One: Introduction
Although it is now believed that Telnet/ftp/rsh as an unsafe service has not been used, but in some cases within the local area network is still widely used, especially security is not very important occasions, some services such as FTP, because of the long history, most of the occasions still useful. Many people encounter problems when using these services to log on as root directly, this article simply introduces the setup method and related issues.
II: Environment
Suppose that all the operating environment of this article is Redhat Linux, one for telnet/ftp/rsh/ssh customers, IP is 192.168.0.2, host name is client.domain.com, and the other is server, IP is 192.168.0.1, host name is server.domain.com, both run Redhat Linux 7.1.
Three: Usage
1. direct Telnet as root.
A. After running/USR/SBIN/NTSYSV on the server server.domain.com, select the Telnet service and click OK.
B. Run #/sbin/service xinetd restart start Telnet service
C. Run #e cho "pts/0" >>/etc/securetty and
#e cho "PTS/1" >>/etc/securetty
......
More remote terminals allow direct login as root
D. Ensure that there are rows similar to the following in the/etc/hosts on the server.domain.com.

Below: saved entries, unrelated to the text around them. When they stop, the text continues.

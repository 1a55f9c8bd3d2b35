//! Copy Engine
//!
//! Moves bytes between two regions with `memmove` semantics: afterwards the destination holds
//! what the source held before the call, however the two regions overlap.
//!
//! The decision of how to copy is made up front by [`plan`], which only looks at addresses and
//! the byte count.  Overlapping regions are always copied one byte at a time, in the direction
//! that never reads a byte after it has been overwritten.  Disjoint regions may be copied in
//! word blocks if both addresses share the same misalignment.

use crate::access::{self, AlignedPair};
use crate::constants::{ActiveProfile, Profile};
use crate::types::Region;
use crate::word::Word;

#[derive(Clone, Copy, Debug, PartialEq, Eq)]
pub enum Direction {
    /// Lowest address first.  Used when the destination lies below the source.
    Forward,
    /// Highest address first.  Used when the destination lies above the source.
    Backward,
}

/// Transfer width for a disjoint copy.
#[derive(Clone, Copy, Debug, PartialEq, Eq)]
pub enum Tier {
    Bytes,
    Medium,
    Large,
}

#[derive(Clone, Copy, Debug, PartialEq, Eq)]
pub enum Plan {
    /// Nothing to do: the count is zero or source and destination are the same address.
    Skip,
    /// The regions share bytes.  Only a byte-at-a-time copy in this direction is correct.
    Overlapping(Direction),
    /// The regions share no byte.
    Disjoint(Direction, Tier),
}

/// Decide how `n` bytes at `src` are to be moved to `dst`.
pub fn plan<P: Profile>(dst: usize, src: usize, n: usize) -> Plan {
    if n == 0 || dst == src {
        return Plan::Skip;
    }

    let direction = if dst < src {
        Direction::Forward
    } else {
        Direction::Backward
    };

    let d = Region::new(dst, n);
    let s = Region::new(src, n);
    if d.overlaps(&s) {
        return Plan::Overlapping(direction);
    }

    let tier = if n >= P::COPY_LARGE_MIN {
        if same_misalignment::<P::CopyLargeWord>(&d, &s) {
            Tier::Large
        } else {
            Tier::Bytes
        }
    } else if n >= P::COPY_MEDIUM_MIN {
        if same_misalignment::<P::CopyMediumWord>(&d, &s) {
            Tier::Medium
        } else {
            Tier::Bytes
        }
    } else {
        Tier::Bytes
    };

    Plan::Disjoint(direction, tier)
}

fn same_misalignment<W: Word>(a: &Region, b: &Region) -> bool {
    a.misalignment(W::WIDTH) == b.misalignment(W::WIDTH)
}

/// Copy `n` bytes from `src` to `dst` using the active tuning profile.  Returns `dst`.
///
/// # Safety
/// - `src` must be valid for `n` byte reads.
/// - `dst` must be valid for `n` byte writes.
/// - Nothing else may access either region during the call.
///
/// The regions may overlap.
#[inline]
pub unsafe fn copy(dst: *mut u8, src: *const u8, n: usize) -> *mut u8 {
    unsafe { copy_with::<ActiveProfile>(dst, src, n) }
}

/// [`copy`] under an explicit tuning profile.
///
/// # Safety
/// Same as [`copy`].
pub unsafe fn copy_with<P: Profile>(dst: *mut u8, src: *const u8, n: usize) -> *mut u8 {
    use Direction::*;

    match plan::<P>(dst as usize, src as usize, n) {
        Plan::Skip => {}
        Plan::Overlapping(Forward) | Plan::Disjoint(Forward, Tier::Bytes) => unsafe {
            access::copy_bytes_forward(dst, src, n)
        },
        Plan::Overlapping(Backward) | Plan::Disjoint(Backward, Tier::Bytes) => unsafe {
            access::copy_bytes_backward(dst, src, n)
        },
        Plan::Disjoint(Forward, Tier::Medium) => unsafe {
            blocks_forward::<P::CopyMediumWord>(dst, src, n, P::COPY_MEDIUM_BLOCK, false)
        },
        Plan::Disjoint(Backward, Tier::Medium) => unsafe {
            blocks_backward::<P::CopyMediumWord>(dst, src, n, P::COPY_MEDIUM_BLOCK, false)
        },
        Plan::Disjoint(Forward, Tier::Large) => unsafe {
            blocks_forward::<P::CopyLargeWord>(dst, src, n, P::COPY_LARGE_BLOCK, true)
        },
        Plan::Disjoint(Backward, Tier::Large) => unsafe {
            blocks_backward::<P::CopyLargeWord>(dst, src, n, P::COPY_LARGE_BLOCK, true)
        },
    }

    dst
}

/// Leading bytes up to the word boundary, whole blocks, then the tail.  Lowest address first.
///
/// # Safety
/// As [`copy`], plus: the regions are disjoint and share the same misalignment modulo `W`.
unsafe fn blocks_forward<W: Word>(
    dst: *mut u8,
    src: *const u8,
    n: usize,
    block: usize,
    prefetch: bool,
) {
    let head = (W::WIDTH - (dst as usize & (W::WIDTH - 1))) & (W::WIDTH - 1);
    let head = head.min(n);
    unsafe { access::copy_bytes_forward(dst, src, head) };

    // The tail is derived from the bytes left after the head, not from a consumed loop counter.
    let body = n - head;
    let tail = body % block;
    let whole = body - tail;

    let (dst, src) = unsafe { (dst.add(head), src.add(head)) };
    match AlignedPair::<W>::new(dst, src, whole, block) {
        Some(pair) if prefetch => unsafe { pair.with_prefetch().copy_forward() },
        Some(pair) => unsafe { pair.copy_forward() },
        None => unsafe { access::copy_bytes_forward(dst, src, whole) },
    }

    unsafe { access::copy_bytes_forward(dst.add(whole), src.add(whole), tail) };
}

/// Trailing bytes past the last word boundary, whole blocks, then the head.  Highest address
/// first.
///
/// # Safety
/// As [`copy`], plus: the regions are disjoint and share the same misalignment modulo `W`.
unsafe fn blocks_backward<W: Word>(
    dst: *mut u8,
    src: *const u8,
    n: usize,
    block: usize,
    prefetch: bool,
) {
    let tail = (dst as usize).wrapping_add(n) & (W::WIDTH - 1);
    let tail = tail.min(n);
    let body = n - tail;
    unsafe { access::copy_bytes_backward(dst.add(body), src.add(body), tail) };

    let head = body % block;
    let whole = body - head;

    let (dst_blocks, src_blocks) = unsafe { (dst.add(head), src.add(head)) };
    match AlignedPair::<W>::new(dst_blocks, src_blocks, whole, block) {
        Some(pair) if prefetch => unsafe { pair.with_prefetch().copy_backward() },
        Some(pair) => unsafe { pair.copy_backward() },
        None => unsafe { access::copy_bytes_backward(dst_blocks, src_blocks, whole) },
    }

    unsafe { access::copy_bytes_backward(dst, src, head) };
}

#[cfg(test)]
mod tests {
    use super::*;
    use crate::constants::{Narrow, Standard};

    #[repr(align(8))]
    struct Buf<const N: usize>([u8; N]);

    fn seq<const N: usize>() -> Buf<N> {
        let mut buf = Buf([0; N]);
        for (i, b) in buf.0.iter_mut().enumerate() {
            *b = i as u8;
        }
        buf
    }

    #[test]
    fn test_plan_skip() {
        assert_eq!(plan::<Standard>(0x1000, 0x2000, 0), Plan::Skip);
        assert_eq!(plan::<Standard>(0x1000, 0x1000, 64), Plan::Skip);
    }

    #[test]
    fn test_plan_overlapping() {
        use Direction::*;
        assert_eq!(
            plan::<Standard>(0x1000, 0x1008, 256),
            Plan::Overlapping(Forward)
        );
        assert_eq!(
            plan::<Standard>(0x1008, 0x1000, 256),
            Plan::Overlapping(Backward)
        );
        assert_eq!(plan::<Standard>(0x1000, 0x1001, 2), Plan::Overlapping(Forward));
    }

    #[test]
    fn test_plan_adjacent_is_disjoint() {
        use Direction::*;
        assert_eq!(
            plan::<Standard>(0x1000, 0x1080, 128),
            Plan::Disjoint(Forward, Tier::Large)
        );
        assert_eq!(
            plan::<Standard>(0x1080, 0x1000, 128),
            Plan::Disjoint(Backward, Tier::Large)
        );
    }

    #[test]
    fn test_plan_tiers() {
        use Direction::*;
        assert_eq!(
            plan::<Standard>(0x1000, 0x2000, 19),
            Plan::Disjoint(Forward, Tier::Bytes)
        );
        assert_eq!(
            plan::<Standard>(0x1000, 0x2000, 20),
            Plan::Disjoint(Forward, Tier::Medium)
        );
        assert_eq!(
            plan::<Standard>(0x1000, 0x2000, 127),
            Plan::Disjoint(Forward, Tier::Medium)
        );
        assert_eq!(
            plan::<Standard>(0x1000, 0x2000, 128),
            Plan::Disjoint(Forward, Tier::Large)
        );
    }

    #[test]
    fn test_plan_misaligned_falls_back_to_bytes() {
        use Direction::*;
        // Same misalignment modulo 4 but not modulo 8: large tier is refused.
        assert_eq!(
            plan::<Standard>(0x1004, 0x2000, 256),
            Plan::Disjoint(Forward, Tier::Bytes)
        );
        assert_eq!(
            plan::<Standard>(0x1001, 0x2002, 64),
            Plan::Disjoint(Forward, Tier::Bytes)
        );
        // Equal misalignment is fine.
        assert_eq!(
            plan::<Standard>(0x1003, 0x2003, 256),
            Plan::Disjoint(Forward, Tier::Large)
        );
        // The narrow profile only needs word alignment for large blocks.
        assert_eq!(
            plan::<Narrow>(0x1004, 0x2000, 256),
            Plan::Disjoint(Forward, Tier::Large)
        );
    }

    #[test]
    fn test_plan_top_of_address_space() {
        assert_eq!(
            plan::<Standard>(usize::MAX - 31, usize::MAX - 63, 32),
            Plan::Disjoint(Direction::Backward, Tier::Medium)
        );
        assert_eq!(
            plan::<Standard>(usize::MAX - 15, usize::MAX - 19, 16),
            Plan::Overlapping(Direction::Backward)
        );
    }

    #[test]
    fn test_copy_overlap_dst_above_src() {
        let mut buf: Buf<20> = seq();
        let p = buf.0.as_mut_ptr();
        let ret = unsafe { copy(p.add(5), p, 10) };
        assert_eq!(ret, unsafe { p.add(5) });
        assert_eq!(buf.0[5..15], [0, 1, 2, 3, 4, 5, 6, 7, 8, 9]);
        assert_eq!(buf.0[..5], [0, 1, 2, 3, 4]);
        assert_eq!(buf.0[15..], [15, 16, 17, 18, 19]);
    }

    #[test]
    fn test_copy_overlap_dst_below_src() {
        let mut buf: Buf<300> = seq();
        let p = buf.0.as_mut_ptr();
        unsafe { copy(p, p.add(8), 256) };
        for i in 0..256 {
            assert_eq!(buf.0[i], (i + 8) as u8);
        }
    }

    #[test]
    fn test_copy_zero_length() {
        let src: Buf<16> = seq();
        let mut dst = Buf([0xEEu8; 16]);
        let d = dst.0.as_mut_ptr();
        let ret = unsafe { copy(d, src.0.as_ptr(), 0) };
        assert_eq!(ret, d);
        assert_eq!(dst.0, [0xEE; 16]);
    }

    #[test]
    fn test_copy_self() {
        let mut buf: Buf<200> = seq();
        let p = buf.0.as_mut_ptr();
        let ret = unsafe { copy(p, p, 200) };
        assert_eq!(ret, p);
        for (i, b) in buf.0.iter().enumerate() {
            assert_eq!(*b, i as u8);
        }
    }

    #[test]
    fn test_copy_large_with_head_and_tail() {
        // 3 bytes of head to reach 8-byte alignment, 4 blocks of 32, 4 bytes of tail.
        let src: Buf<160> = seq();
        let mut dst = Buf([0u8; 160]);
        let n = 3 + 128 + 4;
        unsafe { copy(dst.0.as_mut_ptr().add(5), src.0.as_ptr().add(5), n) };
        assert_eq!(dst.0[..5], [0; 5]);
        assert_eq!(dst.0[5..5 + n], src.0[5..5 + n]);
        assert!(dst.0[5 + n..].iter().all(|&b| b == 0));
    }

    #[test]
    fn test_copy_large_backward_with_head_and_tail() {
        // Destination above source in the same buffer, far enough apart to be disjoint.
        let mut buf: Buf<400> = seq();
        let p = buf.0.as_mut_ptr();
        let n = 137;
        unsafe { copy(p.add(203), p.add(3), n) };
        for i in 0..n {
            assert_eq!(buf.0[203 + i], (3 + i) as u8);
        }
        assert_eq!(buf.0[203 + n], (203 + n) as u8);
        assert_eq!(buf.0[202], 202);
    }

    #[test]
    fn test_copy_medium() {
        let src: Buf<64> = seq();
        let mut dst = Buf([0u8; 64]);
        unsafe { copy(dst.0.as_mut_ptr().add(2), src.0.as_ptr().add(6), 45) };
        assert_eq!(dst.0[2..47], src.0[6..51]);
        assert_eq!(dst.0[..2], [0, 0]);
        assert!(dst.0[47..].iter().all(|&b| b == 0));
    }

    #[test]
    fn test_copy_mismatched_alignment() {
        let src: Buf<256> = seq();
        let mut dst = Buf([0u8; 256]);
        unsafe { copy(dst.0.as_mut_ptr().add(1), src.0.as_ptr(), 200) };
        assert_eq!(dst.0[1..201], src.0[..200]);
    }

    #[test]
    fn test_copy_narrow_profile() {
        let src: Buf<256> = seq();
        let mut dst = Buf([0u8; 256]);
        let ret = unsafe { copy_with::<Narrow>(dst.0.as_mut_ptr().add(4), src.0.as_ptr(), 200) };
        assert_eq!(ret, unsafe { dst.0.as_mut_ptr().add(4) });
        assert_eq!(dst.0[4..204], src.0[..200]);
    }
}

192.168.1.2 client.domain.com Client
If not, the echo "192.168.1.2 client.domain.com Client" >>/etc/hosts is run on the server
At this point you should be able to remotely telnet from the client directly as root.
If the server is Redhat 6.x, add a single digit such as 0,1,2,3 ... to/etc/securetty, a number line must start with 0.
Just add numbers to yourself, no pts,tty.
If the server is Redhat 5.x, then add Ttyp0, TTYP1,TTYP2 ... Wait until/etc/securetty.
People often ask, why telnet/ftp to the server to wait a long time? That's because when the server detects a client remote connection coming in, it knows the customer's IP, but according to the TELNET/FTP service internal mechanism, it needs to reverse check the IP domain name, if you have a DNS server and set the reverse domain name, then quickly find, if not, then simply in the server's/etc/ It is OK to include the customer record in the hosts.
2. Direct rsh as root.
A. Run/URS/BIN/NTSYSV on the server select Rexec, Rlogin, rsh three services.
B. Run #/sbin/service xinetd Restart to start the three services.
C. Run #e cho "rexec" >>/etc/securetty;echo "Rlogin" >>
/etc/securetty;echo "Rsh" >>/etc/securetty
D. Run #e cho "192.168.0.2 root" >>/root/.rhosts or #e cho "client root" >>/root/.rhosts on the server and ensure/etc/host on the server S has a client record 192.168.0.2 client.domain.com client so you should be able to rsh to the server from the client directly as root without the need for a password.
Note: Only Redhat 7.x is required to set/etc/securetty for Rsh.
3. Direct FTP as root.
The simple thing is to put a comment # in front of the root line in the/etc/ftpusers on the server. In modern network technology, TELNET/RSH/FTP can be replaced by SSH/SCP, even have a winscp, graphical SCP tools, free windows SSH customers have many, such as Tera term, putty and so on. However, FTP still has its usefulness on some occasions. Here are two kinds of examples:
A. FTP can be directly to the remote server on a directory compressed to the client, such as the remote server has a sbin directory, you can use get sbin.tar.gz directly to the entire directory compressed FTP down to become a single compressed file. This approach can be well used in remotely replicating the entire Linux OS.
B. In order to remotely replicate another Linux OS, you can boot to a partition-ready interface with the Redhat CD (choose an interface that is automatically or manually partitioned), then switch to the second terminal with ALT+F2, set the IP and default gateway for the network adapter, and use the FDISK/E2FSCK The partition uses the format local hard disk, uses the FTP to obtain the server's all directories remotely except the proc directory, then can duplicate one and the remote same server.
4. direct SSH as root.
The default setting for OpenSSH sshd_config is to allow login as root permitrootlogin Yes, you can change to no to prevent this feature from enhancing security. In order to login directly without password as root, it is best to use the RSA key to the authentication mode.